Diverse contributions came from the likes of celebrated writers Ruby Porter, Chris Tse and essa may ranapiri; Laura says they were never short of quality submissions.

She likens the process of appreciating the words and art of erotica to reading a book versus seeing the movie, the images you create in your head are far more personal and nuanced than someone else’s interpretation.

“The sexiest stuff is what happens in your head rather than what happens on a screen,” she says.

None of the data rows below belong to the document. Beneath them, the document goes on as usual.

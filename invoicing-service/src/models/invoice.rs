//! Invoice model for invoicing-service.

use super::{InvoiceTotals, LineItem, ParseEnumError};
use chrono::{DateTime, NaiveDate, Utc};
use rust_decimal::Decimal;
use serde::{Deserialize, Serialize, Serializer};
use std::fmt;
use std::str::FromStr;
use uuid::Uuid;

/// Invoice status.
#[derive(Debug, Clone, Copy, PartialEq, Eq, Hash, Default, Serialize, Deserialize)]
#[serde(rename_all = "snake_case")]
pub enum InvoiceStatus {
    Open,
    #[default]
    Pending,
    Paid,
    Void,
    Uncollectible,
    Canceled,
    Failed,
}

impl InvoiceStatus {
    pub const ALL: [InvoiceStatus; 7] = [
        InvoiceStatus::Open,
        InvoiceStatus::Pending,
        InvoiceStatus::Paid,
        InvoiceStatus::Void,
        InvoiceStatus::Uncollectible,
        InvoiceStatus::Canceled,
        InvoiceStatus::Failed,
    ];

    pub fn as_str(&self) -> &'static str {
        match self {
            InvoiceStatus::Open => "open",
            InvoiceStatus::Pending => "pending",
            InvoiceStatus::Paid => "paid",
            InvoiceStatus::Void => "void",
            InvoiceStatus::Uncollectible => "uncollectible",
            InvoiceStatus::Canceled => "canceled",
            InvoiceStatus::Failed => "failed",
        }
    }
}

impl fmt::Display for InvoiceStatus {
    fn fmt(&self, f: &mut fmt::Formatter<'_>) -> fmt::Result {
        f.write_str(self.as_str())
    }
}

impl FromStr for InvoiceStatus {
    type Err = ParseEnumError;

    fn from_str(s: &str) -> Result<Self, Self::Err> {
        InvoiceStatus::ALL
            .into_iter()
            .find(|status| status.as_str() == s)
            .ok_or_else(|| ParseEnumError::new("invoice status", s))
    }
}

/// Payment terms. Advisory only: they never compute the due date.
#[derive(Debug, Clone, Copy, PartialEq, Eq, Default, Serialize, Deserialize)]
pub enum PaymentTerms {
    #[serde(rename = "due_on_receipt")]
    DueOnReceipt,
    #[serde(rename = "net_15")]
    Net15,
    #[default]
    #[serde(rename = "net_30")]
    Net30,
    #[serde(rename = "net_60")]
    Net60,
}

impl PaymentTerms {
    pub fn as_str(&self) -> &'static str {
        match self {
            PaymentTerms::DueOnReceipt => "due_on_receipt",
            PaymentTerms::Net15 => "net_15",
            PaymentTerms::Net30 => "net_30",
            PaymentTerms::Net60 => "net_60",
        }
    }
}

impl FromStr for PaymentTerms {
    type Err = ParseEnumError;

    fn from_str(s: &str) -> Result<Self, Self::Err> {
        match s {
            "due_on_receipt" => Ok(PaymentTerms::DueOnReceipt),
            "net_15" => Ok(PaymentTerms::Net15),
            "net_30" => Ok(PaymentTerms::Net30),
            "net_60" => Ok(PaymentTerms::Net60),
            other => Err(ParseEnumError::new("payment terms", other)),
        }
    }
}

/// Status as shown to users. `Overdue` is derived on read and never stored.
#[derive(Debug, Clone, Copy, PartialEq, Eq)]
pub enum DisplayStatus {
    Stored(InvoiceStatus),
    Overdue,
}

impl DisplayStatus {
    pub fn as_str(&self) -> &'static str {
        match self {
            DisplayStatus::Stored(status) => status.as_str(),
            DisplayStatus::Overdue => "overdue",
        }
    }
}

impl Serialize for DisplayStatus {
    fn serialize<S: Serializer>(&self, serializer: S) -> Result<S::Ok, S::Error> {
        serializer.serialize_str(self.as_str())
    }
}

/// Invoice document.
#[derive(Debug, Clone, PartialEq, Serialize, Deserialize)]
pub struct Invoice {
    pub invoice_id: Uuid,
    pub organization_id: Uuid,
    pub customer_id: Uuid,
    pub line_items: Vec<LineItem>,
    pub subtotal: i64,
    pub tax_amount: i64,
    pub total: i64,
    pub tax_rate: Option<Decimal>,
    pub currency: String,
    pub issue_date: NaiveDate,
    pub due_date: Option<NaiveDate>,
    pub payment_terms: PaymentTerms,
    pub status: InvoiceStatus,
    pub payment_date: Option<DateTime<Utc>>,
    pub notes: Option<String>,
    pub last_reminded_utc: Option<DateTime<Utc>>,
    pub created_utc: DateTime<Utc>,
    pub updated_utc: DateTime<Utc>,
}

impl Invoice {
    /// Past its due date and not yet paid.
    pub fn is_overdue(&self, today: NaiveDate) -> bool {
        matches!(self.due_date, Some(due) if due < today) && self.status != InvoiceStatus::Paid
    }

    pub fn display_status(&self, today: NaiveDate) -> DisplayStatus {
        if self.is_overdue(today) {
            DisplayStatus::Overdue
        } else {
            DisplayStatus::Stored(self.status)
        }
    }
}

/// Input for creating an invoice, as submitted by a caller.
#[derive(Debug, Clone)]
pub struct CreateInvoice {
    pub customer_id: Uuid,
    pub line_items: Vec<LineItem>,
    pub tax_rate: Option<Decimal>,
    pub issue_date: Option<NaiveDate>,
    pub due_date: Option<NaiveDate>,
    pub payment_terms: PaymentTerms,
    pub notes: Option<String>,
}

/// Fully derived invoice ready to be persisted.
#[derive(Debug, Clone)]
pub struct NewInvoice {
    pub organization_id: Uuid,
    pub customer_id: Uuid,
    pub line_items: Vec<LineItem>,
    pub totals: InvoiceTotals,
    pub tax_rate: Option<Decimal>,
    pub currency: String,
    pub issue_date: NaiveDate,
    pub due_date: NaiveDate,
    pub payment_terms: PaymentTerms,
    pub status: InvoiceStatus,
    pub notes: Option<String>,
}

One of the more controversial pieces that appeared in Aotearotica was Laura’s own short story, titled ‘The Bull’ — illustrated by American egg tempera artist Michael Bergt — in which a young woman confronts a testosterone-fuelled beast. It’s a metaphorical piece that explores sex and aggression, mythology and animal instinct. ‘Night Swimming’ is another of Laura’s short works that aptly describes the anticipation and transportative aspects of sex. The two pieces also appeared in Laura’s knowingly titled collection of short stories, Sex, With Animals.

“With both of them I was trying to explore not what happens necessarily in your body when you have sex, but in your head. But I think they were explicit enough in terms of language and unusual enough in terms of that portrayal of female sexuality that they could be seen that way.”

Aotearotica continued until 2021, when Laura decided not to put the call out for more submissions. By then she felt they’d achieved what they had set out to do: validating and celebrating women and the LBGTQIA experience of sexuality; simultaneously mainstream journals were becoming more accepting of work that explored and touched on sex and sexuality, so she felt Aotearotica was no longer needed. But that’s not to say we’re living in completely liberated times.

“I feel like we segment things away,” she says, of our attitudes to sexuality in New Zealand. “If we’re talking about women it gets put in a specific category and the conversations we expect women to want to have around sex and sexuality are different than the ones we expect men to want to have. And I think that does both parties a disservice.”